Shepherdstown in the Civil War
Trails signs in front of the college administration building on German Street
Following the battles at South Mountain (Sept. 14, 1862) and Antietam (Sept. 17, 1862), nearly the entire town was turned into a hospital. Private homes, public buildings and even barns were used to house thousands of the hurt, straining the resources of the town.
Trails signs at intersection of Bakerton and Knott Roads south of Shepherdstown
Confederate Gen. A.P. Hill's 3,000-man division passed by here en route from Harpers Ferry to the battlefield at Antietam. Hill ended his 17-mile march just in time, coming out at the critical part of the battlefield late Sept. 17, 1862, probably saving the day for Lee's army.
Trails sign, 4878 Kearneysville Pike, Shepherdstown WV 25443
A total of 114 Confederate soldiers who died during and following the nearby Battle of Antietam are buried here. Many of the men who died in the battle and were buried elsewhere initially are unidentified.

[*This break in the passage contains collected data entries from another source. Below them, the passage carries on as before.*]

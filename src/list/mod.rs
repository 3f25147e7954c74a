//! Observable list engine.
//!
//! An [`ObservableList`] is owned by one mutator and publishes two streams to
//! any number of [`ListView`]s:
//! - a conflated stream of immutable snapshots
//! - a lossless, ordered stream of [`ChangeEvent`]s, one per mutation
//!
//! A [`Buffer`] collapses a batch of mutations into a single `SetBulk`.
//! Views derive further live lists through `mapping`, `filtering`,
//! `sorting_by`, `sorting_with`, `distincting` and their stream-driven
//! variants.

mod derive;
mod event;
mod observable;
mod view;

pub use derive::{Comparator, Predicate};
pub use event::ChangeEvent;
pub use observable::{Buffer, ListError, ObservableList};
pub use view::ListView;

Trails sign, 4198 Kearneysville Road, Shepherdstown WV 25443
On July 19, 1864, Union cavalry burned this 1834 home of Dr. Henry Boteler in partial retaliation for Confederate Gen. Jubal Early’s burning of the Maryland governor’s house during his Raid on Washington. The fire destroyed not only the house, but also Boteler’s valuable library and letters.
Other Area Sites
Keyes’ Switch Engagement
Trails sign, 411 Millville Road, Millville WV 25432
On April 5, 1865, just four days before Lee’s surrender at Appomattox, elements of Mosby’s Confederate Rangers attacked the Union Loudoun Rangers here and routed them, killing two, wounding four and taking 64 prisoners.
Duffields Depot Raid
Trails sign, 14 Melvin Road, Shenandoah Junction WV 25442
As Confederate Gen. Jubal Early moved northeast toward Washington DC Mosby’s Rangers aimed to disrupt Union communication lines along the B&O Railroad. Mosby decided to capture this depot (built in 1839) and guardhouse that housed a Federal garrison. The Confederates took away prisoners and burned most of the buildings, but spared the depot. This is the oldest surviving purpose-built combined freight and passenger station in the country.